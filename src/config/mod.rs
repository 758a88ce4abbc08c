//! # Configuration Module
//!
//! This module handles application configuration loading and management.
//! Configuration can be loaded from:
//! - Environment variables (prefixed with APP__)
//! - Configuration files (config/default.toml, config/{environment}.toml)
//! - .env files (via dotenvy)
//!
//! ## Usage
//!
//! ```rust,ignore
//! use dealerdrive::config::Settings;
//!
//! let settings = Settings::load()?;
//! println!("Server will listen on {}:{}", settings.server.host, settings.server.port);
//! ```

mod settings;

pub use settings::*;
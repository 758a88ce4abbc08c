//! Application Startup
//!
//! Application building and server initialization. The connection pool is
//! constructed exactly once here and handed to every handler through
//! [`AppState`]: one pool per process, no globals.

use std::net::SocketAddr;
use std::sync::Arc;

use anyhow::Result;
use axum::Router;
use tokio::net::TcpListener;

use crate::config::Settings;
use crate::infrastructure::database::{self, DbPool};
use crate::infrastructure::storage::ImageStore;
use crate::presentation::http::routes;
use crate::presentation::middleware::{cors, logging};

/// Application state shared across handlers
#[derive(Clone)]
pub struct AppState {
    pub db: DbPool,
    pub images: ImageStore,
    pub settings: Arc<Settings>,
}

/// Application instance
pub struct Application {
    listener: TcpListener,
    router: Router,
}

impl Application {
    /// Build the application from settings
    pub async fn build(settings: Settings) -> Result<Self> {
        // Create the database pool; failure here is fatal by design.
        let db = database::create_pool(&settings.database).await?;
        tracing::info!(
            size = db.size(),
            "Database connection pool created"
        );

        // Bring the schema up to date on one pool connection.
        {
            let mut conn = db.acquire().await?;
            database::run_migrations(&mut conn).await?;
        }
        tracing::info!("Database migrations applied");

        // Uploaded image storage
        let images = ImageStore::new(&settings.uploads.dir)?;
        tracing::info!(dir = %images.root().display(), "Upload storage ready");

        // Create app state
        let state = AppState {
            db,
            images,
            settings: Arc::new(settings.clone()),
        };

        // Build router with middleware
        let router = routes::create_router(state)
            .layer(logging::create_trace_layer())
            .layer(cors::create_cors_layer(&settings.cors));

        // Bind to address
        let addr: SocketAddr = settings.server_addr().parse()?;
        let listener = TcpListener::bind(addr).await?;
        tracing::info!("Listening on {}", addr);

        Ok(Self { listener, router })
    }

    /// Run the server until stopped
    pub async fn run_until_stopped(self) -> Result<()> {
        axum::serve(self.listener, self.router).await?;
        Ok(())
    }

    /// Get the bound address
    pub fn local_addr(&self) -> std::io::Result<SocketAddr> {
        self.listener.local_addr()
    }
}
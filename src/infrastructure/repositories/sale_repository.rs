//! Sale Repository
//!
//! Stateless data-access functions for the `sales` table, including the
//! joined listing, invoice and report queries behind the CSV exports.

use chrono::NaiveDate;
use sqlx::{Connection, PgConnection};
use uuid::Uuid;

use crate::domain::{NewSale, Sale, SaleInvoice, SalePatch, SaleReportEntry, SaleSummary};
use crate::shared::error::AppError;

const SUMMARY_SELECT: &str = "SELECT \
    s.id AS sale_id, s.date, s.sale_price AS price, \
    v.make || ' ' || v.model AS vehicle, \
    c.first_name || ' ' || c.last_name AS customer \
    FROM sales s \
    JOIN vehicles v ON s.vehicle_id = v.id \
    JOIN customers c ON s.customer_id = c.id";

/// The 20 most recent sales for the listing view.
pub async fn find_recent(conn: &mut PgConnection) -> Result<Vec<SaleSummary>, AppError> {
    let mut tx = conn.begin().await?;

    let sales = sqlx::query_as::<_, SaleSummary>(&format!(
        "{SUMMARY_SELECT} ORDER BY s.date DESC LIMIT 20"
    ))
    .fetch_all(&mut *tx)
    .await?;

    tx.commit().await?;
    Ok(sales)
}

/// Every sale, oldest first, for the full CSV export.
pub async fn find_all(conn: &mut PgConnection) -> Result<Vec<SaleSummary>, AppError> {
    let mut tx = conn.begin().await?;

    let sales =
        sqlx::query_as::<_, SaleSummary>(&format!("{SUMMARY_SELECT} ORDER BY s.date ASC"))
            .fetch_all(&mut *tx)
            .await?;

    tx.commit().await?;
    Ok(sales)
}

/// Invoice detail for one sale.
pub async fn find_invoice(
    conn: &mut PgConnection,
    id: Uuid,
) -> Result<Option<SaleInvoice>, AppError> {
    let mut tx = conn.begin().await?;

    let invoice = sqlx::query_as::<_, SaleInvoice>(
        "SELECT \
         s.id AS sale_id, s.date, s.sale_price, \
         v.vin, v.make, v.model, v.year, \
         c.first_name, c.last_name, c.address, c.ph_number, c.email \
         FROM sales s \
         JOIN vehicles v ON s.vehicle_id = v.id \
         JOIN customers c ON s.customer_id = c.id \
         WHERE s.id = $1",
    )
    .bind(id)
    .fetch_optional(&mut *tx)
    .await?;

    tx.commit().await?;
    Ok(invoice)
}

/// Sales within `[start, end]` with the profit margin over market price,
/// for the weekly report export.
pub async fn find_in_range(
    conn: &mut PgConnection,
    start: NaiveDate,
    end: NaiveDate,
) -> Result<Vec<SaleReportEntry>, AppError> {
    let mut tx = conn.begin().await?;

    let entries = sqlx::query_as::<_, SaleReportEntry>(
        "SELECT \
         s.id AS sale_id, s.date, s.sale_price AS price, \
         v.make || ' ' || v.model AS vehicle, \
         c.first_name || ' ' || c.last_name AS customer, \
         s.sale_price - v.market_price AS profit \
         FROM sales s \
         JOIN vehicles v ON s.vehicle_id = v.id \
         JOIN customers c ON s.customer_id = c.id \
         WHERE s.date >= $1 AND s.date <= $2 \
         ORDER BY s.date ASC",
    )
    .bind(start)
    .bind(end)
    .fetch_all(&mut *tx)
    .await?;

    tx.commit().await?;
    Ok(entries)
}

/// Record a sale.
///
/// The referenced vehicle and customer must exist; a foreign-key violation
/// surfaces as `NotFound` naming the missing entity.
pub async fn create(conn: &mut PgConnection, new: &NewSale) -> Result<Sale, AppError> {
    let mut tx = conn.begin().await?;

    let sale = sqlx::query_as::<_, Sale>(
        "INSERT INTO sales (vehicle_id, customer_id, date, sale_price) \
         VALUES ($1, $2, $3, $4) \
         RETURNING id, vehicle_id, customer_id, date, sale_price",
    )
    .bind(new.vehicle_id)
    .bind(new.customer_id)
    .bind(new.date)
    .bind(new.sale_price)
    .fetch_one(&mut *tx)
    .await
    .map_err(AppError::from_db)?;

    tx.commit().await?;
    Ok(sale)
}

/// Update price and/or date of a sale. Returns `None` when the id matches
/// no row.
pub async fn update(
    conn: &mut PgConnection,
    id: Uuid,
    patch: &SalePatch,
) -> Result<Option<Sale>, AppError> {
    let mut tx = conn.begin().await?;

    let sale = sqlx::query_as::<_, Sale>(
        "UPDATE sales \
         SET sale_price = COALESCE($1, sale_price), date = COALESCE($2, date) \
         WHERE id = $3 \
         RETURNING id, vehicle_id, customer_id, date, sale_price",
    )
    .bind(patch.sale_price)
    .bind(patch.date)
    .bind(id)
    .fetch_optional(&mut *tx)
    .await?;

    tx.commit().await?;
    Ok(sale)
}
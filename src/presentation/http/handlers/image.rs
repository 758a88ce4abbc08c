//! Vehicle Image Handlers
//!
//! Multipart upload, listing and deletion. The handler coordinates the
//! file store and the metadata row; the cascade from vehicle deletion is
//! handled by the schema.

use axum::{
    extract::{Multipart, Path, State},
    http::StatusCode,
    Json,
};

use crate::domain::Image;
use crate::infrastructure::repositories::image_repository;
use crate::infrastructure::storage;
use crate::shared::error::AppError;
use crate::shared::validation::parse_uuid;
use crate::startup::AppState;

/// Upload an image for a vehicle
pub async fn upload_image(
    State(state): State<AppState>,
    Path(vehicle_id): Path<String>,
    mut multipart: Multipart,
) -> Result<(StatusCode, Json<Image>), AppError> {
    let vehicle_id = parse_uuid(&vehicle_id, "vehicle")?;

    let field = multipart
        .next_field()
        .await
        .map_err(|e| AppError::InvalidInput(format!("Malformed multipart body: {e}")))?
        .ok_or_else(|| AppError::InvalidInput("No file uploaded".into()))?;

    let extension = storage::extension_for(field.content_type());
    let data = field
        .bytes()
        .await
        .map_err(|e| AppError::InvalidInput(format!("Failed to read upload: {e}")))?;
    if data.is_empty() {
        return Err(AppError::InvalidInput("No file uploaded".into()));
    }

    let img_url = state.images.save(vehicle_id, extension, &data).await?;

    let mut conn = state.db.acquire().await?;
    let image = match image_repository::create(&mut conn, vehicle_id, &img_url).await {
        Ok(image) => image,
        Err(e) => {
            // The row never landed (unknown vehicle, backend failure);
            // don't leave the file orphaned.
            state.images.remove(&img_url).await;
            return Err(e);
        }
    };

    Ok((StatusCode::CREATED, Json(image)))
}

/// List all images for a vehicle
pub async fn list_images(
    State(state): State<AppState>,
    Path(vehicle_id): Path<String>,
) -> Result<Json<Vec<Image>>, AppError> {
    let vehicle_id = parse_uuid(&vehicle_id, "vehicle")?;

    let mut conn = state.db.acquire().await?;
    let images = image_repository::find_for_vehicle(&mut conn, vehicle_id).await?;

    Ok(Json(images))
}

/// Delete an image and its stored file
pub async fn delete_image(
    State(state): State<AppState>,
    Path(id): Path<String>,
) -> Result<StatusCode, AppError> {
    let id = parse_uuid(&id, "image")?;

    let mut conn = state.db.acquire().await?;
    let image = image_repository::delete(&mut conn, id)
        .await?
        .ok_or_else(|| AppError::NotFound("Image not found".into()))?;
    drop(conn);

    state.images.remove(&image.img_url).await;

    Ok(StatusCode::NO_CONTENT)
}
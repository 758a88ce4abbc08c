//! Sales Handlers
//!
//! JSON CRUD plus the two CSV exports (full history and the date-bounded
//! weekly report).

use axum::{
    extract::{Path, Query, State},
    http::{header, StatusCode},
    response::{IntoResponse, Response},
    Json,
};

use crate::application::dto::request::{CreateSaleRequest, ReportRangeParams, UpdateSaleRequest};
use crate::domain::{Sale, SaleInvoice, SaleReportEntry, SaleSummary};
use crate::infrastructure::repositories::sale_repository;
use crate::shared::error::AppError;
use crate::shared::validation::{parse_date, parse_uuid};
use crate::startup::AppState;

/// List recent sales
pub async fn list_sales(State(state): State<AppState>) -> Result<Json<Vec<SaleSummary>>, AppError> {
    let mut conn = state.db.acquire().await?;
    let sales = sale_repository::find_recent(&mut conn).await?;
    Ok(Json(sales))
}

/// Invoice detail for one sale
pub async fn get_sale_invoice(
    State(state): State<AppState>,
    Path(id): Path<String>,
) -> Result<Json<SaleInvoice>, AppError> {
    let id = parse_uuid(&id, "sale")?;

    let mut conn = state.db.acquire().await?;
    let invoice = sale_repository::find_invoice(&mut conn, id)
        .await?
        .ok_or_else(|| AppError::NotFound("Sale not found".into()))?;

    Ok(Json(invoice))
}

/// Record a sale
pub async fn create_sale(
    State(state): State<AppState>,
    Json(body): Json<CreateSaleRequest>,
) -> Result<(StatusCode, Json<Sale>), AppError> {
    let new_sale = body.try_into_domain()?;
    new_sale.validate()?;

    let mut conn = state.db.acquire().await?;
    let created = sale_repository::create(&mut conn, &new_sale).await?;

    Ok((StatusCode::CREATED, Json(created)))
}

/// Update price and/or date of a sale
pub async fn update_sale(
    State(state): State<AppState>,
    Path(id): Path<String>,
    Json(body): Json<UpdateSaleRequest>,
) -> Result<Json<Sale>, AppError> {
    let id = parse_uuid(&id, "sale")?;

    let patch = body.try_into_domain()?;
    patch.validate()?;

    let mut conn = state.db.acquire().await?;
    let updated = sale_repository::update(&mut conn, id, &patch)
        .await?
        .ok_or_else(|| AppError::NotFound("Sale not found".into()))?;

    Ok(Json(updated))
}

/// Export the full sales history as CSV
pub async fn export_sales_csv(State(state): State<AppState>) -> Result<Response, AppError> {
    let mut conn = state.db.acquire().await?;
    let sales = sale_repository::find_all(&mut conn).await?;
    drop(conn);

    Ok(csv_response(sales_csv(&sales), "sales_export.csv"))
}

/// Export sales in a date range, with profit margins, as CSV
pub async fn weekly_report_csv(
    State(state): State<AppState>,
    Query(params): Query<ReportRangeParams>,
) -> Result<Response, AppError> {
    let (Some(start), Some(end)) = (params.start, params.end) else {
        return Err(AppError::InvalidInput(
            "Missing required query parameters: start, end".into(),
        ));
    };
    let start = parse_date(&start)?;
    let end = parse_date(&end)?;
    if start > end {
        return Err(AppError::InvalidInput("Invalid date range: start is after end".into()));
    }

    let mut conn = state.db.acquire().await?;
    let entries = sale_repository::find_in_range(&mut conn, start, end).await?;
    drop(conn);

    let filename = format!("weekly_sales_report_{start}_to_{end}.csv");
    Ok(csv_response(report_csv(&entries), &filename))
}

fn csv_response(body: String, filename: &str) -> Response {
    (
        [
            (header::CONTENT_TYPE, "text/csv".to_string()),
            (
                header::CONTENT_DISPOSITION,
                format!("attachment; filename=\"{filename}\""),
            ),
        ],
        body,
    )
        .into_response()
}

/// Quote a CSV field when it contains a delimiter, quote or newline.
fn csv_escape(field: &str) -> String {
    if field.contains(',') || field.contains('"') || field.contains('\n') {
        format!("\"{}\"", field.replace('"', "\"\""))
    } else {
        field.to_string()
    }
}

fn sales_csv(sales: &[SaleSummary]) -> String {
    let mut out = String::from("sale_id,date,sale_price,vehicle,customer\n");
    for sale in sales {
        out.push_str(&format!(
            "{},{},{:.2},{},{}\n",
            sale.sale_id,
            sale.date,
            sale.price,
            csv_escape(&sale.vehicle),
            csv_escape(&sale.customer),
        ));
    }
    out
}

fn report_csv(entries: &[SaleReportEntry]) -> String {
    let mut out = String::from("sale_id,date,sale_price,vehicle,customer,profit\n");
    for entry in entries {
        out.push_str(&format!(
            "{},{},{:.2},{},{},{:.2}\n",
            entry.sale_id,
            entry.date,
            entry.price,
            csv_escape(&entry.vehicle),
            csv_escape(&entry.customer),
            entry.profit,
        ));
    }
    out
}

#[cfg(test)]
mod tests {
    use super::*;
    use chrono::NaiveDate;
    use pretty_assertions::assert_eq;
    use uuid::Uuid;

    fn summary(vehicle: &str, customer: &str) -> SaleSummary {
        SaleSummary {
            sale_id: Uuid::nil(),
            date: NaiveDate::from_ymd_opt(2025, 6, 15).unwrap(),
            price: 28_500.0,
            vehicle: vehicle.into(),
            customer: customer.into(),
        }
    }

    #[test]
    fn test_csv_escape_plain_field_untouched() {
        assert_eq!(csv_escape("Honda Accord"), "Honda Accord");
    }

    #[test]
    fn test_csv_escape_quotes_comma() {
        assert_eq!(csv_escape("Doe, Jane"), "\"Doe, Jane\"");
    }

    #[test]
    fn test_csv_escape_doubles_quotes() {
        assert_eq!(csv_escape("the \"deal\""), "\"the \"\"deal\"\"\"");
    }

    #[test]
    fn test_sales_csv_header_and_row() {
        let csv = sales_csv(&[summary("Honda Accord", "Jane Doe")]);
        let mut lines = csv.lines();
        assert_eq!(lines.next(), Some("sale_id,date,sale_price,vehicle,customer"));
        assert_eq!(
            lines.next(),
            Some(
                "00000000-0000-0000-0000-000000000000,2025-06-15,28500.00,Honda Accord,Jane Doe"
            )
        );
        assert_eq!(lines.next(), None);
    }

    #[test]
    fn test_report_csv_includes_profit_column() {
        let entry = SaleReportEntry {
            sale_id: Uuid::nil(),
            date: NaiveDate::from_ymd_opt(2025, 6, 15).unwrap(),
            price: 28_500.0,
            vehicle: "Honda Accord".into(),
            customer: "Jane Doe".into(),
            profit: 3_500.0,
        };
        let csv = report_csv(&[entry]);
        assert!(csv.starts_with("sale_id,date,sale_price,vehicle,customer,profit\n"));
        assert!(csv.ends_with(",3500.00\n"));
    }

    #[test]
    fn test_empty_export_is_header_only() {
        assert_eq!(sales_csv(&[]), "sale_id,date,sale_price,vehicle,customer\n");
    }
}
//! Application settings and configuration structures.

use config::{Config, ConfigError, Environment, File};
use serde::Deserialize;

/// Root configuration structure containing all application settings.
#[derive(Debug, Clone, Deserialize)]
pub struct Settings {
    /// Server configuration (host, port)
    pub server: ServerSettings,

    /// Database configuration (PostgreSQL)
    pub database: DatabaseSettings,

    /// Image upload storage configuration
    pub uploads: UploadSettings,

    /// CORS configuration
    pub cors: CorsSettings,

    /// Current environment (development, staging, production)
    pub environment: String,
}

/// Server binding configuration.
#[derive(Debug, Clone, Deserialize)]
pub struct ServerSettings {
    /// Host address to bind to (e.g., "0.0.0.0")
    pub host: String,

    /// Port number to listen on
    pub port: u16,
}

/// PostgreSQL database configuration.
#[derive(Debug, Clone, Deserialize)]
pub struct DatabaseSettings {
    /// Database connection URL
    pub url: String,

    /// Fixed number of connections opened at startup
    pub pool_size: u32,

    /// Optional acquire deadline in seconds.
    ///
    /// Unset means a request waits indefinitely for a free connection;
    /// when set, waiting past the deadline fails the request with 503.
    pub acquire_timeout: Option<u64>,
}

/// Image upload storage configuration.
#[derive(Debug, Clone, Deserialize)]
pub struct UploadSettings {
    /// Directory where uploaded vehicle images are written
    pub dir: String,
}

/// CORS configuration.
#[derive(Debug, Clone, Deserialize)]
pub struct CorsSettings {
    /// Allowed origins (comma-separated in env)
    pub allowed_origins: Vec<String>,
}

impl Settings {
    /// Load settings from environment variables and configuration files.
    ///
    /// The loading order is:
    /// 1. config/default.toml (base configuration)
    /// 2. config/{RUN_ENV}.toml (environment-specific overrides)
    /// 3. Environment variables (highest priority)
    ///
    /// # Errors
    ///
    /// Returns `ConfigError` if configuration cannot be loaded or parsed.
    pub fn load() -> Result<Self, ConfigError> {
        // Load .env file if present (ignore errors if not found)
        let _ = dotenvy::dotenv();

        // Determine the running environment
        let environment = std::env::var("RUN_ENV").unwrap_or_else(|_| "development".into());

        Config::builder()
            // Start with default values
            .set_default("environment", environment.clone())?
            .set_default("server.host", "0.0.0.0")?
            .set_default("server.port", 3000)?
            .set_default("database.pool_size", 20)?
            .set_default("uploads.dir", "uploads")?
            .set_default("cors.allowed_origins", vec!["http://localhost:5173"])?
            // Load from config files
            .add_source(File::with_name("config/default").required(false))
            .add_source(File::with_name(&format!("config/{}", environment)).required(false))
            // Load from environment variables
            // APP__SERVER__PORT=3000 -> server.port = 3000
            .add_source(
                Environment::default()
                    .prefix("APP")
                    .separator("__")
                    .try_parsing(true),
            )
            // Map simple environment variables
            .set_override_option("server.host", std::env::var("SERVER_HOST").ok())?
            .set_override_option("server.port", std::env::var("SERVER_PORT").ok())?
            .set_override_option("database.url", std::env::var("DATABASE_URL").ok())?
            .set_override_option("database.pool_size", std::env::var("DB_POOL_SIZE").ok())?
            .set_override_option("uploads.dir", std::env::var("UPLOADS_DIR").ok())?
            .build()?
            .try_deserialize()
    }

    /// Get the full server address as a string.
    pub fn server_addr(&self) -> String {
        format!("{}:{}", self.server.host, self.server.port)
    }
}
━━━━━━━━━━
## Task to complete
Your answer should consist of copies of the lines above that include the string "Some".

## Answer to the exercise
    let (Some(start), Some(end)) = (params.start, params.end) else {
        assert_eq!(lines.next(), Some("sale_id,date,sale_price,vehicle,customer"));
            Some(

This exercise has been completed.